I understand your frustration. I bought my daughter a new XL340 for xmas. Cost me $116 with a free map update. Why would I pay for an update for a old GPS when I can get new hardware with a new map for the same price? My last GPS was LG730. It was a solid GPS with Navteq maps running destinator on a WINCE platform. From my experience so far, I think that the Navteq maps are better. When I stopped using this unit, the navteq map was two years old, and still doing pretty good. I paid under $200 for my GO 630, and I can almost guarantee that I will not be shelling out over $100 for a map update. I will use it until I get tired of it and then buy a new one with a new map in a couple of years.
 
To be fair, there are some features of my 730 I really like, particularly the opportunity to do minor edits to the map and to share them. My Garmin handheld(GPS Map 60CS) with City Nav v6 enormously overestimated the speed of travel on Hope St. in Providence, RI, where I lived for a couple years, and thought I could enter a nearby highway at an entrance that had been permanently closed for several years - yet a Garmin map update to v8 didn't fix either of them. Both of those were a real annoyance. On my TomTom I could fix those problems.

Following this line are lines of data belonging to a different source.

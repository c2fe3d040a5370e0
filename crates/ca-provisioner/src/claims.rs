//! Certificate lifetime claims and their per-provisioner resolution.

use serde::{Deserialize, Serialize};

use crate::duration::Duration;
use crate::error::{Error, Result};

/// Lifetime policy attached to a provisioner or to the whole CA.
///
/// Every field is optional; a missing field inherits the global value.
#[derive(Debug, Clone, Default, PartialEq, Eq, Serialize, Deserialize)]
#[serde(rename_all = "camelCase")]
pub struct Claims {
    /// Lifetime used when the request does not ask for one.
    #[serde(rename = "defaultTLSCertDuration", default, skip_serializing_if = "Option::is_none")]
    pub default_tls_cert_duration: Option<Duration>,
    /// Shortest lifetime a certificate may have.
    #[serde(rename = "minTLSCertDuration", default, skip_serializing_if = "Option::is_none")]
    pub min_tls_cert_duration: Option<Duration>,
    /// Longest lifetime a certificate may have.
    #[serde(rename = "maxTLSCertDuration", default, skip_serializing_if = "Option::is_none")]
    pub max_tls_cert_duration: Option<Duration>,
    /// Refuse renewals of certificates issued by the provisioner.
    #[serde(default, skip_serializing_if = "Option::is_none")]
    pub disable_renewal: Option<bool>,
}

impl Claims {
    /// The CA-wide defaults: 24h default, 5m minimum, 24h maximum, renewal
    /// enabled.
    #[must_use]
    pub const fn global_defaults() -> Self {
        Self {
            default_tls_cert_duration: Some(Duration::from_hours(24)),
            min_tls_cert_duration: Some(Duration::from_mins(5)),
            max_tls_cert_duration: Some(Duration::from_hours(24)),
            disable_renewal: Some(false),
        }
    }
}

/// Audiences a token must be issued for, per method.
#[derive(Debug, Clone, Default, PartialEq, Eq, Serialize, Deserialize)]
pub struct Audiences {
    /// Accepted audiences for signing.
    #[serde(default)]
    pub sign: Vec<String>,
    /// Accepted audiences for revocation.
    #[serde(default)]
    pub revoke: Vec<String>,
}

/// CA-wide settings handed to every provisioner at `init`.
#[derive(Debug, Clone, PartialEq, Eq, Serialize, Deserialize)]
pub struct Config {
    /// Global claims every provisioner's overrides are merged onto.
    #[serde(default = "Claims::global_defaults")]
    pub claims: Claims,
    /// Token audiences.
    #[serde(default)]
    pub audiences: Audiences,
}

impl Default for Config {
    fn default() -> Self {
        Self {
            claims: Claims::global_defaults(),
            audiences: Audiences::default(),
        }
    }
}

/// Claims resolved for one provisioner.
///
/// Values are merged and validated once in [`Claimer::new`]; the accessors
/// only read them back.
#[derive(Debug, Clone, Copy, PartialEq, Eq)]
pub struct Claimer {
    default_duration: Duration,
    min_duration: Duration,
    max_duration: Duration,
    disable_renewal: bool,
}

impl Claimer {
    /// Merges `overrides` onto `global` and validates the result.
    ///
    /// # Errors
    ///
    /// Returns [`Error::InvalidClaims`] naming the first bound that fails.
    pub fn new(overrides: Option<&Claims>, global: &Claims) -> Result<Self> {
        let pick = |field: fn(&Claims) -> Option<Duration>| {
            overrides
                .and_then(field)
                .or_else(|| field(global))
                .unwrap_or_default()
        };

        let claimer = Self {
            default_duration: pick(|c| c.default_tls_cert_duration),
            min_duration: pick(|c| c.min_tls_cert_duration),
            max_duration: pick(|c| c.max_tls_cert_duration),
            disable_renewal: overrides
                .and_then(|c| c.disable_renewal)
                .or(global.disable_renewal)
                .unwrap_or(false),
        };
        claimer.validate()?;
        Ok(claimer)
    }

    fn validate(&self) -> Result<()> {
        let fail = |reason: String| Err(Error::InvalidClaims { reason });
        let (def, min, max) = (self.default_duration, self.min_duration, self.max_duration);

        if min.is_zero() {
            return fail("MinTLSCertDuration must be greater than 0".into());
        }
        if max.is_zero() {
            return fail("MaxTLSCertDuration must be greater than 0".into());
        }
        if def.is_zero() {
            return fail("DefaultTLSCertDuration must be greater than 0".into());
        }
        if max < min {
            return fail(format!(
                "MaxCertDuration cannot be less than MinCertDuration: MaxCertDuration - {max}, MinCertDuration - {min}"
            ));
        }
        if def < min {
            return fail(format!(
                "DefaultCertDuration cannot be less than MinCertDuration: DefaultCertDuration - {def}, MinCertDuration - {min}"
            ));
        }
        if max < def {
            return fail(format!(
                "MaxCertDuration cannot be less than DefaultCertDuration: MaxCertDuration - {max}, DefaultCertDuration - {def}"
            ));
        }
        Ok(())
    }

    /// Lifetime applied when a request does not specify one.
    #[must_use]
    pub const fn default_tls_cert_duration(&self) -> Duration {
        self.default_duration
    }

    /// Shortest accepted certificate lifetime.
    #[must_use]
    pub const fn min_tls_cert_duration(&self) -> Duration {
        self.min_duration
    }

    /// Longest accepted certificate lifetime.
    #[must_use]
    pub const fn max_tls_cert_duration(&self) -> Duration {
        self.max_duration
    }

    /// Whether renewals are refused.
    #[must_use]
    pub const fn is_renewal_disabled(&self) -> bool {
        self.disable_renewal
    }
}

#[cfg(test)]
mod tests {
    use super::*;
    use proptest::prelude::*;
    use test_case::test_case;

    fn claims(def: Option<u64>, min: Option<u64>, max: Option<u64>) -> Claims {
        Claims {
            default_tls_cert_duration: def.map(Duration::from_secs),
            min_tls_cert_duration: min.map(Duration::from_secs),
            max_tls_cert_duration: max.map(Duration::from_secs),
            disable_renewal: None,
        }
    }

    #[test]
    fn no_overrides_uses_globals() {
        let claimer = Claimer::new(None, &Claims::global_defaults()).unwrap();
        assert_eq!(claimer.default_tls_cert_duration(), Duration::from_hours(24));
        assert_eq!(claimer.min_tls_cert_duration(), Duration::from_mins(5));
        assert_eq!(claimer.max_tls_cert_duration(), Duration::from_hours(24));
        assert!(!claimer.is_renewal_disabled());
    }

    #[test]
    fn overrides_win_field_by_field() {
        let overrides = Claims {
            default_tls_cert_duration: Some(Duration::from_hours(1)),
            disable_renewal: Some(true),
            ..Claims::default()
        };
        let claimer = Claimer::new(Some(&overrides), &Claims::global_defaults()).unwrap();
        assert_eq!(claimer.default_tls_cert_duration(), Duration::from_hours(1));
        assert_eq!(claimer.min_tls_cert_duration(), Duration::from_mins(5));
        assert_eq!(claimer.max_tls_cert_duration(), Duration::from_hours(24));
        assert!(claimer.is_renewal_disabled());
    }

    #[test_case(claims(Some(60), Some(0), Some(120)), "claims: MinTLSCertDuration must be greater than 0" ; "zero min")]
    #[test_case(claims(Some(60), Some(30), Some(0)), "claims: MaxTLSCertDuration must be greater than 0" ; "zero max")]
    #[test_case(claims(Some(0), Some(30), Some(120)), "claims: DefaultTLSCertDuration must be greater than 0" ; "zero default")]
    #[test_case(claims(Some(0), Some(0), Some(0)), "claims: MinTLSCertDuration must be greater than 0" ; "min checked first")]
    #[test_case(
        claims(Some(60), Some(120), Some(90)),
        "claims: MaxCertDuration cannot be less than MinCertDuration: MaxCertDuration - 1m30s, MinCertDuration - 2m" ;
        "max below min"
    )]
    #[test_case(
        claims(Some(60), Some(90), Some(120)),
        "claims: DefaultCertDuration cannot be less than MinCertDuration: DefaultCertDuration - 1m, MinCertDuration - 1m30s" ;
        "default below min"
    )]
    #[test_case(
        claims(Some(180), Some(60), Some(120)),
        "claims: MaxCertDuration cannot be less than DefaultCertDuration: MaxCertDuration - 2m, DefaultCertDuration - 3m" ;
        "max below default"
    )]
    fn invalid_bounds(overrides: Claims, message: &str) {
        let err = Claimer::new(Some(&overrides), &Claims::global_defaults()).unwrap_err();
        assert_eq!(err.to_string(), message);
    }

    #[test]
    fn missing_global_value_is_zero() {
        let global = claims(None, Some(60), Some(120));
        let err = Claimer::new(None, &global).unwrap_err();
        assert!(err.to_string().contains("DefaultTLSCertDuration must be greater than 0"));
    }

    #[test]
    fn claims_json_field_names() {
        let json = r#"{
            "defaultTLSCertDuration": "1h",
            "minTLSCertDuration": "5m",
            "maxTLSCertDuration": "24h",
            "disableRenewal": true
        }"#;
        let parsed: Claims = serde_json::from_str(json).unwrap();
        assert_eq!(parsed.default_tls_cert_duration, Some(Duration::from_hours(1)));
        assert_eq!(parsed.min_tls_cert_duration, Some(Duration::from_mins(5)));
        assert_eq!(parsed.max_tls_cert_duration, Some(Duration::from_hours(24)));
        assert_eq!(parsed.disable_renewal, Some(true));

        let out = serde_json::to_value(&parsed).unwrap();
        assert_eq!(out["defaultTLSCertDuration"], "1h");
        assert_eq!(out["disableRenewal"], true);
    }

    #[test]
    fn config_defaults() {
        let config: Config = serde_json::from_str("{}").unwrap();
        assert_eq!(config, Config::default());
        assert_eq!(config.claims, Claims::global_defaults());
    }

    proptest! {
        #[test]
        fn prop_valid_bounds_are_accepted(min in 1u64..1000, extra_def in 0u64..1000, extra_max in 0u64..1000) {
            let def = min + extra_def;
            let max = def + extra_max;
            let overrides = claims(Some(def), Some(min), Some(max));
            let claimer = Claimer::new(Some(&overrides), &Claims::global_defaults()).unwrap();
            prop_assert!(claimer.min_tls_cert_duration() <= claimer.default_tls_cert_duration());
            prop_assert!(claimer.default_tls_cert_duration() <= claimer.max_tls_cert_duration());
        }
    }
}
//! Test helpers for E2E tests.

#![allow(dead_code)]

use ca_pki::{CertificateAuthority, CertificateRequest};
use ca_provisioner::{Audiences, Authority, Claims, Collection, Config};
use serde_json::json;

/// Audience accepted for sign tokens.
pub const SIGN_AUDIENCE: &str = "https://ca.example.com/1.0/sign";
/// Audience accepted for revoke tokens.
pub const REVOKE_AUDIENCE: &str = "https://ca.example.com/1.0/revoke";
/// Issuer of the OIDC provisioner.
pub const OIDC_ISSUER: &str = "https://accounts.example.com";
/// Client ID of the OIDC provisioner.
pub const OIDC_CLIENT_ID: &str = "step-ca-client";

/// Installs a test subscriber honoring `RUST_LOG`; safe to call repeatedly.
pub fn init_tracing() {
    let _ = tracing_subscriber::fmt()
        .with_env_filter(tracing_subscriber::EnvFilter::from_default_env())
        .with_test_writer()
        .try_init();
}

/// CA-wide configuration used by every test.
pub fn config() -> Config {
    Config {
        claims: Claims::global_defaults(),
        audiences: Audiences {
            sign: vec![SIGN_AUDIENCE.into()],
            revoke: vec![REVOKE_AUDIENCE.into()],
        },
    }
}

/// A test CA wrapped in an authority.
pub fn authority() -> Authority {
    Authority::new(CertificateAuthority::new("E2E Root CA").unwrap())
}

/// PEM of a freshly generated root, for X5C trust.
pub fn x5c_roots() -> String {
    CertificateAuthority::new("E2E X5C Root")
        .unwrap()
        .root_certificate()
        .pem()
}

/// Provisioner configuration covering every variant, plus two entries that
/// fail to initialize.
pub fn provisioners_json() -> String {
    json!([
        {"type": "ACME", "name": "acme"},
        {
            "type": "JWK",
            "name": "admin@example.com",
            "key": {"kid": "jwk-kid", "kty": "EC", "alg": "ES256", "crv": "P-256", "x": "x", "y": "y"},
            "encryptedKey": "eyJhbGciOiJQQkVTMi1IUzI1NitBMTI4S1ciLCJlbmMiOiJBMTI4R0NNIn0"
        },
        {
            "type": "OIDC",
            "name": "google",
            "clientID": OIDC_CLIENT_ID,
            "issuer": OIDC_ISSUER,
            "admins": ["admin@example.com"],
            "domains": ["example.com"]
        },
        {"type": "X5C", "name": "x5c", "roots": x5c_roots()},
        {
            "type": "K8sSA",
            "name": "cluster",
            "publicKeys": "-----BEGIN PUBLIC KEY-----\nMFkwEwYHKoZIzj0CAQYIKoZIzj0DAQcDQgAE\n-----END PUBLIC KEY-----\n"
        },
        {"type": "AWS", "name": "aws", "accounts": ["123456789012"], "disableCustomSANs": true},
        {"type": "GCP", "name": "gcp", "projectIDs": ["project-1"], "claims": {"disableRenewal": true}},
        {"type": "ACME", "name": "broken", "claims": {"minTLSCertDuration": "48h"}},
        {"type": "OIDC", "name": "no-client", "issuer": OIDC_ISSUER}
    ])
    .to_string()
}

/// The collection built from [`provisioners_json`].
pub fn collection() -> Collection {
    Collection::from_json(&provisioners_json(), &config()).unwrap()
}

/// Generates a key and a real PKCS#10 request for `common_name` with the
/// given SANs (IP literals become IP SANs).
pub fn csr(common_name: &str, sans: &[&str]) -> CertificateRequest {
    let key = rcgen::KeyPair::generate().unwrap();
    let sans: Vec<String> = sans.iter().map(ToString::to_string).collect();
    let mut params = rcgen::CertificateParams::new(sans).unwrap();
    params.distinguished_name = rcgen::DistinguishedName::new();
    if !common_name.is_empty() {
        params
            .distinguished_name
            .push(rcgen::DnType::CommonName, common_name);
    }
    let csr = params.serialize_request(&key).unwrap();
    CertificateRequest::from_der(csr.der()).unwrap()
}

I think my burst of frustration was fed first by the rude(and possibly lying) customer support fellow, and then triggered by the map regression which I can still hardly believe.

If you look at the interchange in this link, Deerfoot/Glenmore interchange in Calgary, AB, and compare it to NA v845 you'll see how wrong the map is now. Until they update, you can see the bad interchange online here. The interchange just west is also wrong now in v845.

Could anyone with older versions have a look and let me know if their version has the correct interchange? v800 had it right and I'm wondering what later maps have it right so I might at least get some improvement over v800 without having to deal with the regression in v845.

I wonder whether customer support would allow me my money back, or at least a credit, until those two interchanges are fixed in a new update. Right now I've gone back to v800, which to many of you all is certainly ancient.

BTW, I really like my new RAM suction mount. I think it may be good enough over the longer term to keep me from having to go for something more permanent than a suction cup.
 
...But somehow Google Maps has it right(as do my older Garmin City Nav v8 for my handheld). Obviously Google is sourcing their data from more than just Tele Atlas...

Sometime in the fall of 2009, Google started maintaining their own maps, independent of TeleAtlas and/or Navteq. I don't know exactly how they obtained their base data (they clearly didn't start from scratch when they terminated their relationship with TeleAtlas), but things that used to appear on Google Maps no longer do. Many local street names disappeared, but the road geometry remained.

Google's mechanism for the public submitting corrections for their map data seems way ahead of TeleAtlas and Navteq, but it as it's own frustrations - most notably the inability to accept corrections for errant business listings from anyone but the business owner (for businesses that have been "claimed" in their local business center).

Your example of something that was correct now being incorrect is very frustrating, and makes me wonder what their data sources are and what (if anything) they do to verify the information before making changes to a map.